When it comes to documentaries, at times half the battle for audiences can be won with an unusual idea. As in the case of Elizabeth Lo’s Mistress Dispeller which deals with the curious case of a professional “mistress dispeller”, Teacher Wang (Wang Zhenxi), hired by a woman to save her marriage by breaking up her husband’s extramarital affair.
In fact, a Mistress Dispeller is quite the opposite of Wakaresaseya in Japan—agents who are contracted to sabotage marriages or relationships by seducing partners. Teacher Wang, on the contrary, is part of the growing and evolving anti-infidelity industry in China, if one can call it that. The film had its world premiere at the Venice International Film Festival and then went on to play at the Toronto International Film Festival. Lo documents the entire process in all its nitty-gritty. After a consultation with Teacher Wang, the betrayed wife has a significant task ahead—to organically bring her into the family fold. She does so by having Teacher Wang pose as a friend wanting to learn badminton. What follows is how she embeds herself in the set-up and gradually gains the trust and confidence of all three. She may be out to bring an illicit relationship down but is not quite a destroyer. Instead, she comes across as a psychotherapist we’d all do well to have, to confide in and to sort out our minds and impulses.
What I kept wondering all through the hour-and-a-half-long documentary was how Lo would have managed to shoot it. How did she get unprecedented access to the husband, wife and the so-called other woman? How much courage would it have taken for them to reveal their vulnerabilities and present their private lives for public consumption? How did Lo manage to bring the camera into the presumably confidential conversations with them? More so when it’s very evident that she is not taking recourse to any surreptitious filming or the “fly on the wall” technique of shooting. So then, is the action not unfolding in real time? Were the scenes set up later? Were the individuals voluntarily re-playing moments and situations, interactions and exchanges that may have happened earlier when Teacher Wang was covertly doing her job on them? Lo’s is a new form that is likely to elicit both scepticism and approval for the modus operandi. Whatever the case, she does deliver an effective and engaging piece of documentation of mucked-up relationship dynamics. It’s like one is looking through a peeping hole into the private world of the three dramatis personae. However, instead of serving the inherent voyeurism in each of us, the film evokes the feeling of empathy in the audience for lives trapped in seemingly irresoluble human predicaments and conflicts.

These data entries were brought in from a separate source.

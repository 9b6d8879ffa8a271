/// Storage abstraction for the access core
///
/// Every read and write happens inside a [`UnitOfWork`] opened with
/// [`Store::begin`]. A unit of work is either committed or dropped; dropping
/// it discards every change made through it, so a failed operation never
/// leaves partial state behind.
///
/// # Backends
///
/// - [`postgres::PgStore`]: sqlx transactions, row locks on the project row
/// - [`memory::MemoryStore`]: a single async mutex serializes units of work
///
/// # Example
///
/// ```no_run
/// use tasklane_access::store::{memory::MemoryStore, Store};
/// use uuid::Uuid;
///
/// # async fn example() -> Result<(), Box<dyn std::error::Error>> {
/// let store = MemoryStore::new();
///
/// let mut uow = store.begin().await?;
/// let project = uow.get_project(Uuid::new_v4()).await?;
/// assert!(project.is_none());
/// uow.commit().await?;
/// # Ok(())
/// # }
/// ```

pub mod memory;
pub mod postgres;

use async_trait::async_trait;
use uuid::Uuid;

use crate::models::{
    Invitation, InvitationStatus, InvitationTransition, Membership, Project, ProjectRole, Task,
    User,
};

/// Uniform error type for all storage backends
#[derive(Debug, thiserror::Error)]
pub enum StoreError {
    /// A referenced row does not exist
    #[error("not found")]
    NotFound,

    /// A uniqueness constraint rejected the write
    #[error("already exists")]
    AlreadyExists,

    /// A concurrent writer got there first
    #[error("conflict")]
    Conflict,

    /// Anything else the backend reports
    #[error("backend error: {0}")]
    Backend(String),
}

impl From<sqlx::Error> for StoreError {
    fn from(err: sqlx::Error) -> Self {
        match err {
            sqlx::Error::RowNotFound => StoreError::NotFound,
            sqlx::Error::Database(db_err) => {
                if db_err.is_unique_violation() {
                    StoreError::AlreadyExists
                } else if db_err.is_foreign_key_violation() {
                    StoreError::NotFound
                } else {
                    StoreError::Backend(db_err.to_string())
                }
            }
            other => StoreError::Backend(other.to_string()),
        }
    }
}

/// Entry point of a storage backend
#[async_trait]
pub trait Store: Send + Sync {
    /// Opens a unit of work
    async fn begin(&self) -> Result<Box<dyn UnitOfWork>, StoreError>;
}

/// An open transaction against the store
///
/// Lookups return `Ok(None)` for missing rows. Writes that violate a
/// uniqueness constraint return [`StoreError::AlreadyExists`].
#[async_trait]
pub trait UnitOfWork: Send {
    // Users

    async fn insert_user(&mut self, user: &User) -> Result<(), StoreError>;

    async fn get_user(&mut self, id: Uuid) -> Result<Option<User>, StoreError>;

    /// Case-insensitive email lookup
    async fn find_user_by_email(&mut self, email: &str) -> Result<Option<User>, StoreError>;

    // Projects

    async fn insert_project(&mut self, project: &Project) -> Result<(), StoreError>;

    async fn get_project(&mut self, id: Uuid) -> Result<Option<Project>, StoreError>;

    /// Loads a project and holds it locked until the unit of work ends
    ///
    /// Membership and invitation mutations call this first so that
    /// concurrent mutations of the same project are serialized.
    async fn lock_project(&mut self, id: Uuid) -> Result<Option<Project>, StoreError>;

    /// Returns false if the project no longer exists
    async fn update_project(&mut self, project: &Project) -> Result<bool, StoreError>;

    async fn delete_project(&mut self, id: Uuid) -> Result<bool, StoreError>;

    // Memberships

    async fn get_membership(
        &mut self,
        project_id: Uuid,
        user_id: Uuid,
    ) -> Result<Option<Membership>, StoreError>;

    async fn list_memberships(&mut self, project_id: Uuid) -> Result<Vec<Membership>, StoreError>;

    async fn insert_membership(&mut self, membership: &Membership) -> Result<(), StoreError>;

    async fn update_membership_role(
        &mut self,
        project_id: Uuid,
        user_id: Uuid,
        role: ProjectRole,
    ) -> Result<bool, StoreError>;

    async fn delete_membership(&mut self, project_id: Uuid, user_id: Uuid)
        -> Result<bool, StoreError>;

    async fn count_members_with_role(
        &mut self,
        project_id: Uuid,
        role: ProjectRole,
    ) -> Result<i64, StoreError>;

    // Tasks

    async fn insert_task(&mut self, task: &Task) -> Result<(), StoreError>;

    async fn get_task(&mut self, id: Uuid) -> Result<Option<Task>, StoreError>;

    async fn list_project_tasks(&mut self, project_id: Uuid) -> Result<Vec<Task>, StoreError>;

    async fn list_personal_tasks(&mut self, creator_id: Uuid) -> Result<Vec<Task>, StoreError>;

    // Invitations

    async fn insert_invitation(&mut self, invitation: &Invitation) -> Result<(), StoreError>;

    async fn get_invitation(&mut self, id: Uuid) -> Result<Option<Invitation>, StoreError>;

    async fn find_invitation_by_token_hash(
        &mut self,
        token_hash: &str,
    ) -> Result<Option<Invitation>, StoreError>;

    /// The stored-pending invitation for a normalized email, if any
    async fn find_pending_invitation(
        &mut self,
        project_id: Uuid,
        email: &str,
    ) -> Result<Option<Invitation>, StoreError>;

    async fn list_invitations(&mut self, project_id: Uuid) -> Result<Vec<Invitation>, StoreError>;

    /// Conditional update guarded on the row still being in `expected`
    ///
    /// Returns `None` if the row is missing or no longer in `expected`.
    async fn transition_invitation(
        &mut self,
        id: Uuid,
        expected: InvitationStatus,
        change: &InvitationTransition,
    ) -> Result<Option<Invitation>, StoreError>;

    /// Makes every change visible to other units of work
    async fn commit(self: Box<Self>) -> Result<(), StoreError>;
}
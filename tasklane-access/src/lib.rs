//! # Tasklane Access Core
//!
//! Authorization and membership for Tasklane projects: who may do what to a
//! project and its tasks, and how new people are invited in.
//!
//! ## Module Organization
//!
//! - `auth`: Role resolution, the permission matrix, task visibility, tokens
//! - `membership`: The only writer of membership rows; keeps every project owned
//! - `invitations`: Invitation create/accept/revoke/resend with lazy expiry
//! - `projects`: Project and task operations behind the permission guard
//! - `notify`: Hand-off of invitation notices to the surrounding application
//! - `store`: Transactional storage seam with Postgres and in-memory backends
//! - `models`: Persisted entities and their Postgres queries
//! - `db`: Connection pool and migrations
//! - `config`: Configuration from environment variables
//! - `clock`: Time source for expiry decisions
//! - `error`: The error taxonomy shared by every operation

pub mod auth;
pub mod clock;
pub mod config;
pub mod db;
pub mod error;
pub mod invitations;
pub mod membership;
pub mod models;
pub mod notify;
pub mod projects;
pub mod store;

pub use error::{AccessError, AccessResult};

/// Current version of the access core
pub const VERSION: &str = env!("CARGO_PKG_VERSION");
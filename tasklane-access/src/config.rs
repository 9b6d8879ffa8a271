/// Configuration management for the access core
///
/// This module loads configuration from environment variables and provides
/// a type-safe configuration struct.
///
/// # Environment Variables
///
/// - `DATABASE_URL`: PostgreSQL connection string (required)
/// - `DATABASE_MAX_CONNECTIONS`: Pool size (default: 10)
/// - `INVITATION_TTL_HOURS`: Lifetime of an invitation token (default: 72)
/// - `INVITE_BASE_URL`: Base of the accept link sent to invitees
///   (default: `http://localhost:3000/invite`)
///
/// # Example
///
/// ```no_run
/// use tasklane_access::config::AccessConfig;
///
/// # fn example() -> anyhow::Result<()> {
/// let config = AccessConfig::from_env()?;
/// println!("Invitations live for {}h", config.invitations.ttl_hours);
/// # Ok(())
/// # }
/// ```

use chrono::Duration;
use std::env;

use crate::db::pool::DatabaseConfig;

/// Default invitation lifetime
pub const DEFAULT_INVITATION_TTL_HOURS: i64 = 72;

/// Default base URL for invitation links
pub const DEFAULT_INVITE_BASE_URL: &str = "http://localhost:3000/invite";

/// Complete access-core configuration
///
/// `Default` leaves the database URL empty and is meant for tests.
#[derive(Debug, Clone, Default)]
pub struct AccessConfig {
    /// Database configuration
    pub database: DatabaseConfig,

    /// Invitation configuration
    pub invitations: InvitationConfig,
}

/// Invitation lifecycle configuration
#[derive(Debug, Clone, PartialEq, Eq)]
pub struct InvitationConfig {
    /// Hours from issue (or resend) until a token expires
    pub ttl_hours: i64,

    /// Accept links are `{base_url}/{token}`
    pub base_url: String,
}

impl Default for InvitationConfig {
    fn default() -> Self {
        Self {
            ttl_hours: DEFAULT_INVITATION_TTL_HOURS,
            base_url: DEFAULT_INVITE_BASE_URL.to_string(),
        }
    }
}

impl InvitationConfig {
    /// Token lifetime as a duration
    pub fn ttl(&self) -> Duration {
        Duration::hours(self.ttl_hours)
    }
}

impl AccessConfig {
    /// Loads configuration from environment variables
    ///
    /// # Errors
    ///
    /// See [`AccessConfig::from_vars`].
    pub fn from_env() -> anyhow::Result<Self> {
        // Load .env file if present (for development)
        dotenvy::dotenv().ok();

        Self::from_vars(|key| env::var(key).ok())
    }

    /// Builds configuration from a variable lookup
    ///
    /// # Errors
    ///
    /// Returns an error if:
    /// - `DATABASE_URL` is missing
    /// - A numeric variable doesn't parse
    /// - `INVITATION_TTL_HOURS` is not positive
    pub fn from_vars<F>(var: F) -> anyhow::Result<Self>
    where
        F: Fn(&str) -> Option<String>,
    {
        let database_url = var("DATABASE_URL")
            .ok_or_else(|| anyhow::anyhow!("DATABASE_URL environment variable is required"))?;

        let max_connections = var("DATABASE_MAX_CONNECTIONS")
            .unwrap_or_else(|| "10".to_string())
            .parse::<u32>()?;

        let ttl_hours = var("INVITATION_TTL_HOURS")
            .unwrap_or_else(|| DEFAULT_INVITATION_TTL_HOURS.to_string())
            .parse::<i64>()?;

        if ttl_hours <= 0 {
            anyhow::bail!("INVITATION_TTL_HOURS must be positive");
        }

        let base_url =
            var("INVITE_BASE_URL").unwrap_or_else(|| DEFAULT_INVITE_BASE_URL.to_string());

        Ok(Self {
            database: DatabaseConfig {
                url: database_url,
                max_connections,
                ..Default::default()
            },
            invitations: InvitationConfig {
                ttl_hours,
                base_url: base_url.trim_end_matches('/').to_string(),
            },
        })
    }
}
/// Database layer for the Postgres backend
///
/// # Modules
///
/// - `pool`: Connection pool creation with a startup health check
/// - `migrations`: Embedded schema migrations (`migrations/` in this crate)
///
/// # Example
///
/// ```no_run
/// use tasklane_access::db::{migrations::run_migrations, pool::{create_pool, DatabaseConfig}};
/// use tasklane_access::store::postgres::PgStore;
///
/// #[tokio::main]
/// async fn main() -> Result<(), Box<dyn std::error::Error>> {
///     let config = DatabaseConfig {
///         url: std::env::var("DATABASE_URL")?,
///         ..Default::default()
///     };
///
///     let pool = create_pool(config).await?;
///     run_migrations(&pool).await?;
///     let store = PgStore::new(pool);
///     Ok(())
/// }
/// ```

pub mod migrations;
pub mod pool;
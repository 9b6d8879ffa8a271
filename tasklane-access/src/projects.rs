/// Project and task operations
///
/// Creating a project also creates the creator's owner membership, in the
/// same unit of work, so a project is never visible without an owner.
///
/// # Example
///
/// ```no_run
/// use std::sync::Arc;
/// use tasklane_access::clock::SystemClock;
/// use tasklane_access::models::CreateProject;
/// use tasklane_access::projects::ProjectService;
/// use tasklane_access::store::memory::MemoryStore;
/// use uuid::Uuid;
///
/// # async fn example(creator: Uuid) -> Result<(), Box<dyn std::error::Error>> {
/// let service = ProjectService::new(Arc::new(MemoryStore::new()), Arc::new(SystemClock));
/// let project = service
///     .create_project(creator, CreateProject { name: "Launch".to_string() })
///     .await?;
/// assert_eq!(project.owner_id, creator);
/// # Ok(())
/// # }
/// ```

use std::sync::Arc;
use tracing::info;
use uuid::Uuid;

use crate::auth::permissions::{require, ProjectAction, Resource, TaskAction};
use crate::clock::Clock;
use crate::error::{AccessError, AccessResult};
use crate::membership::{insert_membership, lock_existing_project};
use crate::models::{CreateProject, CreateTask, Membership, Project, ProjectRole, Task};
use crate::store::{Store, StoreError};

/// Longest accepted project or task name, matching the `VARCHAR(255)` columns
const MAX_NAME_LENGTH: usize = 255;

fn validate_name(what: &str, name: &str) -> AccessResult<String> {
    let name = name.trim();
    if name.is_empty() {
        return Err(AccessError::Invalid(format!("{} must not be empty", what)));
    }
    if name.chars().count() > MAX_NAME_LENGTH {
        return Err(AccessError::Invalid(format!(
            "{} must be at most {} characters",
            what, MAX_NAME_LENGTH
        )));
    }
    Ok(name.to_string())
}

/// Authorized project and task operations
#[derive(Clone)]
pub struct ProjectService {
    store: Arc<dyn Store>,
    clock: Arc<dyn Clock>,
}

impl ProjectService {
    pub fn new(store: Arc<dyn Store>, clock: Arc<dyn Clock>) -> Self {
        Self { store, clock }
    }

    /// Creates a project owned by `creator`
    ///
    /// # Errors
    ///
    /// - `Invalid` if the name is empty or too long
    /// - `NotFound` if `creator` is not a known user
    pub async fn create_project(&self, creator: Uuid, data: CreateProject) -> AccessResult<Project> {
        let name = validate_name("Project name", &data.name)?;
        let now = self.clock.now();
        let project = Project::new(creator, CreateProject { name }, now);

        let mut uow = self.store.begin().await?;
        match uow.insert_project(&project).await {
            Ok(()) => {}
            Err(StoreError::NotFound) => return Err(AccessError::not_found("User")),
            Err(e) => return Err(e.into()),
        }
        insert_membership(
            uow.as_mut(),
            Membership::new(project.id, creator, ProjectRole::Owner, now),
        )
        .await?;
        uow.commit().await?;

        info!(project_id = %project.id, owner_id = %creator, "Project created");
        Ok(project)
    }

    /// Marks a project archived; archiving twice is a no-op
    pub async fn archive_project(&self, caller: Uuid, project_id: Uuid) -> AccessResult<Project> {
        let mut uow = self.store.begin().await?;
        let mut project = lock_existing_project(uow.as_mut(), project_id).await?;
        require(
            uow.as_mut(),
            caller,
            ProjectAction::Archive.into(),
            Resource::Project(project_id),
        )
        .await?;

        if project.archived {
            return Ok(project);
        }

        project.archived = true;
        project.updated_at = self.clock.now();
        if !uow.update_project(&project).await? {
            return Err(AccessError::not_found("Project"));
        }
        uow.commit().await?;

        info!(project_id = %project_id, user_id = %caller, "Project archived");
        Ok(project)
    }

    /// Deletes a project with its memberships, tasks and invitations
    pub async fn delete_project(&self, caller: Uuid, project_id: Uuid) -> AccessResult<()> {
        let mut uow = self.store.begin().await?;
        lock_existing_project(uow.as_mut(), project_id).await?;
        require(
            uow.as_mut(),
            caller,
            ProjectAction::Delete.into(),
            Resource::Project(project_id),
        )
        .await?;

        if !uow.delete_project(project_id).await? {
            return Err(AccessError::not_found("Project"));
        }
        uow.commit().await?;

        info!(project_id = %project_id, user_id = %caller, "Project deleted");
        Ok(())
    }

    /// Creates a task, personal when `data.project_id` is `None`
    ///
    /// Assigning the task to someone other than the creator also requires
    /// `changeAssignee`, and the assignee must belong to the project. A
    /// personal task can only be assigned to its creator.
    pub async fn create_task(&self, caller: Uuid, data: CreateTask) -> AccessResult<Task> {
        let title = validate_name("Task title", &data.title)?;
        let data = CreateTask { title, ..data };

        let mut uow = self.store.begin().await?;

        if let Some(project_id) = data.project_id {
            if uow.get_project(project_id).await?.is_none() {
                return Err(AccessError::not_found("Project"));
            }
        }
        require(
            uow.as_mut(),
            caller,
            TaskAction::Create.into(),
            Resource::TaskDraft(&data),
        )
        .await?;

        if let Some(assignee) = data.assignee_id.filter(|&a| a != caller) {
            let Some(project_id) = data.project_id else {
                return Err(AccessError::Invalid(
                    "Personal tasks cannot be assigned to others".to_string(),
                ));
            };
            require(
                uow.as_mut(),
                caller,
                TaskAction::ChangeAssignee.into(),
                Resource::TaskDraft(&data),
            )
            .await?;
            if uow.get_membership(project_id, assignee).await?.is_none() {
                return Err(AccessError::Invalid(
                    "Assignee is not a member of this project".to_string(),
                ));
            }
        }

        let task = Task::new(caller, data, self.clock.now());
        uow.insert_task(&task).await?;
        uow.commit().await?;

        info!(
            task_id = %task.id,
            project_id = ?task.project_id,
            creator_id = %caller,
            "Task created"
        );
        Ok(task)
    }

    /// Loads a task the caller may view
    pub async fn get_task(&self, caller: Uuid, task_id: Uuid) -> AccessResult<Task> {
        let mut uow = self.store.begin().await?;
        let task = uow
            .get_task(task_id)
            .await?
            .ok_or_else(|| AccessError::not_found("Task"))?;

        require(uow.as_mut(), caller, TaskAction::View.into(), Resource::Task(&task)).await?;
        Ok(task)
    }
}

While having been hired by the wife, Teacher Wang and, in turn, Lo herself don’t demonise the husband or the mistress. They are not the quintessential villains in the story. The film gives space to their emotions as well. “Should I split myself in two?” asks the husband. Why does a mistress stay content with the incomplete love of a man who’d never be her own? It dwells on loneliness and the quest for companionship and the intricacies and complications of love. How you can fall in love in the blink of an eye and fall out of it just as easily. Mistress Dispeller is a bittersweet take on bittersweet feelings that is also a fascinating showcase of the familial, cultural and societal rules and rituals in China. Most so it stands out for never losing out on the essential dignity and delicacy of the narrative despite dealing with fraught, and potentially ugly, feelings.